Direct effect of cholesterol on insulin secretion: a novel mechanism for pancreatic beta-cell dysfunction.

Hao M, Head WS, Gunawardana SC, Hasty AH, Piston DW
Diabetes. 2007 56 (9): 2328-38

PMID: 17575085 · DOI:10.2337/db07-0056

OBJECTIVE - Type 2 diabetes is often accompanied by abnormal blood lipid and lipoprotein levels, but most studies on the link between hyperlipidemia and diabetes have focused on free fatty acids (FFAs). In this study, we examined the relationship between cholesterol and insulin secretion from pancreatic beta-cells that is independent of the effects of FFAs.

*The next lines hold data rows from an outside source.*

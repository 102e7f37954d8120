//! Merkle tree over a transaction list, flattened in level order.
//!
//! Layout:
//! - index 0 is the root; node `j` has children `2j + 1` and `2j + 2`;
//! - leaves occupy the tail in transaction order;
//! - a level of odd width is padded by duplicating its last node, and the
//!   duplicate's subtree is duplicated along with it, so every level below the
//!   root is exactly twice as wide as the one above.

use crate::crypto::{hash_pair, Seal};
use crate::error::{ChainError, Result};
use crate::transaction::Transaction;

/// Flattened Merkle tree; `tx_seal[0]` is the root.
pub type TxSeal = Vec<Seal>;

/// One level of the tree before flattening.
struct Level {
    nodes: Vec<Seal>,
    padded: bool,
}

impl Level {
    fn padded(mut nodes: Vec<Seal>) -> Self {
        let padded = nodes.len() % 2 == 1;
        if padded {
            let last = nodes[nodes.len() - 1].clone();
            nodes.push(last);
        }
        Level { nodes, padded }
    }

    /// Index of the node whose children back `index` (a padding node reuses its twin's).
    fn origin(&self, index: usize) -> usize {
        if self.padded && index == self.nodes.len() - 1 {
            index - 1
        } else {
            index
        }
    }
}

pub fn leaf_seals(tx_list: &[Transaction]) -> Result<Vec<Seal>> {
    tx_list.iter().map(Transaction::calculate_seal).collect()
}

/// Builds the flattened tree from leaf hashes.
pub fn build_tree(leaves: Vec<Seal>) -> Result<TxSeal> {
    if leaves.is_empty() {
        return Err(ChainError::EmptyTransactionList);
    }

    let mut levels = vec![Level::padded(leaves)];
    loop {
        let parents: Vec<Seal> = levels[levels.len() - 1]
            .nodes
            .chunks_exact(2)
            .map(|pair| hash_pair(&pair[0], &pair[1]))
            .collect();

        if parents.len() == 1 {
            levels.push(Level { nodes: parents, padded: false });
            break;
        }
        levels.push(Level::padded(parents));
    }

    Ok(flatten(&levels))
}

fn flatten(levels: &[Level]) -> TxSeal {
    let depth = levels.len() - 1;
    let mut tree = Vec::with_capacity((1usize << (depth + 1)) - 1);

    // Positions in each compact level backing the current heap row.
    let mut sources = vec![0usize];
    for (height, level) in levels.iter().enumerate().rev() {
        tree.extend(sources.iter().map(|&i| level.nodes[i].clone()));
        if height == 0 {
            break;
        }
        sources = sources
            .iter()
            .flat_map(|&i| {
                let origin = level.origin(i);
                [2 * origin, 2 * origin + 1]
            })
            .collect();
    }

    tree
}

pub fn root(tx_seal: &[Seal]) -> Option<&Seal> {
    tx_seal.first()
}

/// Verifies that `leaf` is committed to by `tree`, climbing from its position to the root.
///
/// With duplicate leaves the highest matching position is used.
pub fn verify_leaf(tree: &[Seal], leaf: &Seal) -> bool {
    let first_leaf = tree.len() / 2;
    let Some(mut index) = tree
        .iter()
        .enumerate()
        .skip(first_leaf)
        .filter(|(_, node)| *node == leaf)
        .map(|(i, _)| i)
        .last()
    else {
        return false;
    };

    while index > 0 {
        let (left, right) = if index % 2 == 0 {
            (index - 1, index)
        } else {
            (index, index + 1)
        };
        if right >= tree.len() {
            return false;
        }

        let parent = (index - 1) / 2;
        if hash_pair(&tree[left], &tree[right]) != tree[parent] {
            return false;
        }
        index = parent;
    }

    true
}
//! Object codec shared by sealing and persistence.
//!
//! Objects are encoded as JSON. The same bytes feed transaction seals, so the
//! encoding must stay deterministic for a given value.

use crate::error::{ChainError, Result};
use serde::de::DeserializeOwned;
use serde::Serialize;

pub fn serialize<T: Serialize + ?Sized>(object: &T) -> Result<Vec<u8>> {
    serde_json::to_vec(object)
        .map_err(|e| ChainError::SerializationError(format!("Error encoding: {}", e)))
}

/// Decodes `bytes`, treating an empty input as an absent value.
pub fn deserialize<T: DeserializeOwned>(bytes: &[u8]) -> Result<Option<T>> {
    if bytes.is_empty() {
        return Ok(None);
    }
    serde_json::from_slice(bytes)
        .map(Some)
        .map_err(|e| ChainError::SerializationError(format!("Error decoding: {}", e)))
}

#[cfg(test)]
mod tests {
    use super::*;
    use std::collections::BTreeMap;

    #[test]
    fn test_empty_input_is_absent() {
        let decoded: Option<BTreeMap<String, u64>> = deserialize(&[]).unwrap();
        assert!(decoded.is_none());
    }

    #[test]
    fn test_malformed_input_is_an_error() {
        let result: Result<Option<Vec<String>>> = deserialize(b"{not json");
        assert!(matches!(result, Err(ChainError::SerializationError(_))));
    }

    #[test]
    fn test_encoding_is_deterministic() {
        let value = vec!["a".to_string(), "b".to_string()];
        assert_eq!(serialize(&value).unwrap(), serialize(&value).unwrap());
        assert_eq!(serialize(&value).unwrap(), b"[\"a\",\"b\"]".to_vec());
    }
}
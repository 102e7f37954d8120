//! Key-value persistence layer for Sealchain
//!
//! The ledger stores everything in one flat byte-keyed store. Logical
//! partitions (`block_seal`, `block_height`, ...) are carved out by
//! [`DbHandle`], which prefixes every key with `"<partition>_"`.

use crate::error::{ChainError, Result};
use parking_lot::RwLock;
use rusqlite::{params, Connection, OptionalExtension};
use std::collections::{BTreeMap, HashMap};
use std::sync::{Arc, Mutex, MutexGuard};
use tracing::info;

/// A single mutation inside an atomic batch.
#[derive(Debug, Clone, PartialEq, Eq)]
pub enum BatchOp {
    Put { key: Vec<u8>, value: Vec<u8> },
    Delete { key: Vec<u8> },
}

/// Abstraction for storage backends.
///
/// `durable` asks the backend to make the write survive a crash before
/// returning; `write_batch` must apply all operations or none of them.
pub trait KeyValueStore: Send + Sync {
    fn get(&self, key: &[u8]) -> Result<Option<Vec<u8>>>;
    fn put(&self, key: &[u8], value: &[u8], durable: bool) -> Result<()>;
    fn delete(&self, key: &[u8], durable: bool) -> Result<()>;
    fn write_batch(&self, ops: Vec<BatchOp>, durable: bool) -> Result<()>;
    /// All entries whose key starts with `prefix`, in key order.
    fn scan_prefix(&self, prefix: &[u8]) -> Result<Vec<(Vec<u8>, Vec<u8>)>>;
    fn snapshot(&self) -> Result<BTreeMap<Vec<u8>, Vec<u8>>>;
}

/// SQLite-backed store.
pub struct Database {
    conn: Mutex<Connection>,
}

impl Database {
    pub fn open(path: &str) -> Result<Self> {
        let conn = Connection::open(path)
            .map_err(|e| ChainError::DatabaseError(format!("Failed to open database: {}", e)))?;

        conn.execute(
            "CREATE TABLE IF NOT EXISTS kv (
                key BLOB PRIMARY KEY,
                value BLOB NOT NULL
            )",
            [],
        )
        .map_err(|e| ChainError::DatabaseError(format!("Failed to create kv table: {}", e)))?;

        info!("Opened ledger database at {}", path);
        Ok(Database { conn: Mutex::new(conn) })
    }

    fn lock(&self) -> Result<MutexGuard<'_, Connection>> {
        self.conn
            .lock()
            .map_err(|_| ChainError::DatabaseError("Mutex poisoned".to_string()))
    }

    fn set_durability(conn: &Connection, durable: bool) -> Result<()> {
        let level = if durable { "FULL" } else { "NORMAL" };
        conn.pragma_update(None, "synchronous", level)
            .map_err(|e| ChainError::DatabaseError(format!("Failed to set synchronous mode: {}", e)))
    }
}

impl KeyValueStore for Database {
    fn get(&self, key: &[u8]) -> Result<Option<Vec<u8>>> {
        let conn = self.lock()?;
        conn.query_row("SELECT value FROM kv WHERE key = ?1", params![key], |row| row.get(0))
            .optional()
            .map_err(|e| ChainError::DatabaseError(format!("Failed to read key: {}", e)))
    }

    fn put(&self, key: &[u8], value: &[u8], durable: bool) -> Result<()> {
        let conn = self.lock()?;
        Self::set_durability(&conn, durable)?;
        conn.execute(
            "INSERT OR REPLACE INTO kv (key, value) VALUES (?1, ?2)",
            params![key, value],
        )
        .map_err(|e| ChainError::DatabaseError(format!("Failed to write key: {}", e)))?;
        Ok(())
    }

    fn delete(&self, key: &[u8], durable: bool) -> Result<()> {
        let conn = self.lock()?;
        Self::set_durability(&conn, durable)?;
        conn.execute("DELETE FROM kv WHERE key = ?1", params![key])
            .map_err(|e| ChainError::DatabaseError(format!("Failed to delete key: {}", e)))?;
        Ok(())
    }

    fn write_batch(&self, ops: Vec<BatchOp>, durable: bool) -> Result<()> {
        let conn_guard = self.lock()?;
        Self::set_durability(&conn_guard, durable)?;
        let tx = conn_guard.unchecked_transaction().map_err(|e| {
            ChainError::DatabaseError(format!("Failed to start transaction: {}", e))
        })?;

        for op in &ops {
            let applied = match op {
                BatchOp::Put { key, value } => tx.execute(
                    "INSERT OR REPLACE INTO kv (key, value) VALUES (?1, ?2)",
                    params![key, value],
                ),
                BatchOp::Delete { key } => tx.execute("DELETE FROM kv WHERE key = ?1", params![key]),
            };
            applied.map_err(|e| ChainError::DatabaseError(format!("Failed to apply batch: {}", e)))?;
        }

        // Dropping `tx` without commit rolls the whole batch back.
        tx.commit().map_err(|e| {
            ChainError::DatabaseError(format!("Failed to commit transaction: {}", e))
        })?;

        Ok(())
    }

    fn scan_prefix(&self, prefix: &[u8]) -> Result<Vec<(Vec<u8>, Vec<u8>)>> {
        let conn = self.lock()?;
        let mut stmt = conn
            .prepare("SELECT key, value FROM kv WHERE substr(key, 1, ?2) = ?1 ORDER BY key")
            .map_err(|e| ChainError::DatabaseError(format!("Failed to prepare query: {}", e)))?;

        let rows = stmt
            .query_map(params![prefix, prefix.len() as i64], |row| {
                Ok((row.get::<_, Vec<u8>>(0)?, row.get::<_, Vec<u8>>(1)?))
            })
            .map_err(|e| ChainError::DatabaseError(format!("Failed to scan prefix: {}", e)))?;

        let mut entries = Vec::new();
        for row in rows {
            entries.push(
                row.map_err(|e| ChainError::DatabaseError(format!("Failed to read row: {}", e)))?,
            );
        }
        Ok(entries)
    }

    fn snapshot(&self) -> Result<BTreeMap<Vec<u8>, Vec<u8>>> {
        let conn = self.lock()?;
        let mut stmt = conn
            .prepare("SELECT key, value FROM kv")
            .map_err(|e| ChainError::DatabaseError(format!("Failed to prepare query: {}", e)))?;

        let rows = stmt
            .query_map([], |row| Ok((row.get::<_, Vec<u8>>(0)?, row.get::<_, Vec<u8>>(1)?)))
            .map_err(|e| ChainError::DatabaseError(format!("Failed to snapshot: {}", e)))?;

        let mut snapshot = BTreeMap::new();
        for row in rows {
            let (key, value) =
                row.map_err(|e| ChainError::DatabaseError(format!("Failed to read row: {}", e)))?;
            snapshot.insert(key, value);
        }
        Ok(snapshot)
    }
}

/// Simple in-memory store useful for tests and ephemeral ledgers.
#[derive(Debug, Default)]
pub struct InMemoryStore {
    entries: RwLock<BTreeMap<Vec<u8>, Vec<u8>>>,
}

impl InMemoryStore {
    pub fn new() -> Self {
        Self::default()
    }
}

impl KeyValueStore for InMemoryStore {
    fn get(&self, key: &[u8]) -> Result<Option<Vec<u8>>> {
        Ok(self.entries.read().get(key).cloned())
    }

    fn put(&self, key: &[u8], value: &[u8], _durable: bool) -> Result<()> {
        self.entries.write().insert(key.to_vec(), value.to_vec());
        Ok(())
    }

    fn delete(&self, key: &[u8], _durable: bool) -> Result<()> {
        self.entries.write().remove(key);
        Ok(())
    }

    fn write_batch(&self, ops: Vec<BatchOp>, _durable: bool) -> Result<()> {
        let mut entries = self.entries.write();
        for op in ops {
            match op {
                BatchOp::Put { key, value } => {
                    entries.insert(key, value);
                }
                BatchOp::Delete { key } => {
                    entries.remove(&key);
                }
            }
        }
        Ok(())
    }

    fn scan_prefix(&self, prefix: &[u8]) -> Result<Vec<(Vec<u8>, Vec<u8>)>> {
        let entries = self.entries.read();
        Ok(entries
            .range(prefix.to_vec()..)
            .take_while(|(key, _)| key.starts_with(prefix))
            .map(|(key, value)| (key.clone(), value.clone()))
            .collect())
    }

    fn snapshot(&self) -> Result<BTreeMap<Vec<u8>, Vec<u8>>> {
        Ok(self.entries.read().clone())
    }
}

/// Iterator over one partition, keys stripped of the partition prefix.
pub type DbIterator = std::vec::IntoIter<(Vec<u8>, Vec<u8>)>;

/// Owner of a store, handing out partition handles over it.
///
/// Clones share the same store; every repository opened on one provider sees
/// the same data.
#[derive(Clone)]
pub struct DbProvider {
    store: Arc<dyn KeyValueStore>,
}

impl DbProvider {
    pub fn new(store: Arc<dyn KeyValueStore>) -> Self {
        DbProvider { store }
    }

    /// Opens (or creates) an SQLite-backed provider at `path`.
    pub fn open(path: &str) -> Result<Self> {
        Ok(Self::new(Arc::new(Database::open(path)?)))
    }

    pub fn in_memory() -> Self {
        Self::new(Arc::new(InMemoryStore::new()))
    }

    pub fn handle(&self, name: &str) -> DbHandle {
        DbHandle {
            name: name.to_string(),
            store: Arc::clone(&self.store),
        }
    }

    /// Applies a batch spanning any number of partitions atomically.
    pub fn write_batch(&self, batch: WriteBatch, durable: bool) -> Result<()> {
        if batch.is_empty() {
            return Ok(());
        }
        self.store.write_batch(batch.ops, durable)
    }

    /// Every raw key/value pair in the store, partition prefixes included.
    pub fn snapshot(&self) -> Result<BTreeMap<Vec<u8>, Vec<u8>>> {
        self.store.snapshot()
    }
}

/// A view of one named partition of the store.
#[derive(Clone)]
pub struct DbHandle {
    name: String,
    store: Arc<dyn KeyValueStore>,
}

impl DbHandle {
    fn prefix(&self) -> Vec<u8> {
        let mut prefix = Vec::with_capacity(self.name.len() + 1);
        prefix.extend_from_slice(self.name.as_bytes());
        prefix.push(b'_');
        prefix
    }

    fn db_key(&self, key: &[u8]) -> Vec<u8> {
        let mut db_key = self.prefix();
        db_key.extend_from_slice(key);
        db_key
    }

    pub fn get(&self, key: &[u8]) -> Result<Option<Vec<u8>>> {
        self.store.get(&self.db_key(key))
    }

    pub fn put(&self, key: &[u8], value: &[u8], durable: bool) -> Result<()> {
        self.store.put(&self.db_key(key), value, durable)
    }

    pub fn delete(&self, key: &[u8], durable: bool) -> Result<()> {
        self.store.delete(&self.db_key(key), durable)
    }

    /// Applies puts (`Some`) and tombstones (`None`) to this partition atomically.
    pub fn write_batch(&self, kvs: HashMap<Vec<u8>, Option<Vec<u8>>>, durable: bool) -> Result<()> {
        let mut batch = WriteBatch::new();
        for (key, value) in kvs {
            match value {
                Some(value) => batch.put(self, &key, value),
                None => batch.delete(self, &key),
            }
        }
        self.store.write_batch(batch.ops, durable)
    }

    pub fn iter_prefix(&self) -> Result<DbIterator> {
        let prefix = self.prefix();
        let entries = self
            .store
            .scan_prefix(&prefix)?
            .into_iter()
            .map(|(key, value)| (key[prefix.len()..].to_vec(), value))
            .collect::<Vec<_>>();
        Ok(entries.into_iter())
    }

    /// Contents of this partition, keys stripped of the partition prefix.
    pub fn snapshot(&self) -> Result<BTreeMap<Vec<u8>, Vec<u8>>> {
        Ok(self.iter_prefix()?.collect())
    }
}

/// Mutations across partitions that commit together.
#[derive(Debug, Default)]
pub struct WriteBatch {
    ops: Vec<BatchOp>,
}

impl WriteBatch {
    pub fn new() -> Self {
        Self::default()
    }

    pub fn put(&mut self, handle: &DbHandle, key: &[u8], value: Vec<u8>) {
        self.ops.push(BatchOp::Put {
            key: handle.db_key(key),
            value,
        });
    }

    pub fn delete(&mut self, handle: &DbHandle, key: &[u8]) {
        self.ops.push(BatchOp::Delete {
            key: handle.db_key(key),
        });
    }

    pub fn len(&self) -> usize {
        self.ops.len()
    }

    pub fn is_empty(&self) -> bool {
        self.ops.is_empty()
    }
}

RESEARCH DESIGN AND METHODS - Several methods were used to modulate cholesterol levels in intact islets and cultured beta-cells, including a recently developed mouse model that exhibits elevated cholesterol but normal FFA levels. Acute and metabolic alteration of cholesterol was done using pharmacological reagents.

RESULTS - We found a direct link between elevated serum cholesterol and reduced insulin secretion, with normal secretion restored by cholesterol depletion. We further demonstrate that excess cholesterol inhibits secretion by downregulation of metabolism through increased neuronal nitric oxide synthase dimerization.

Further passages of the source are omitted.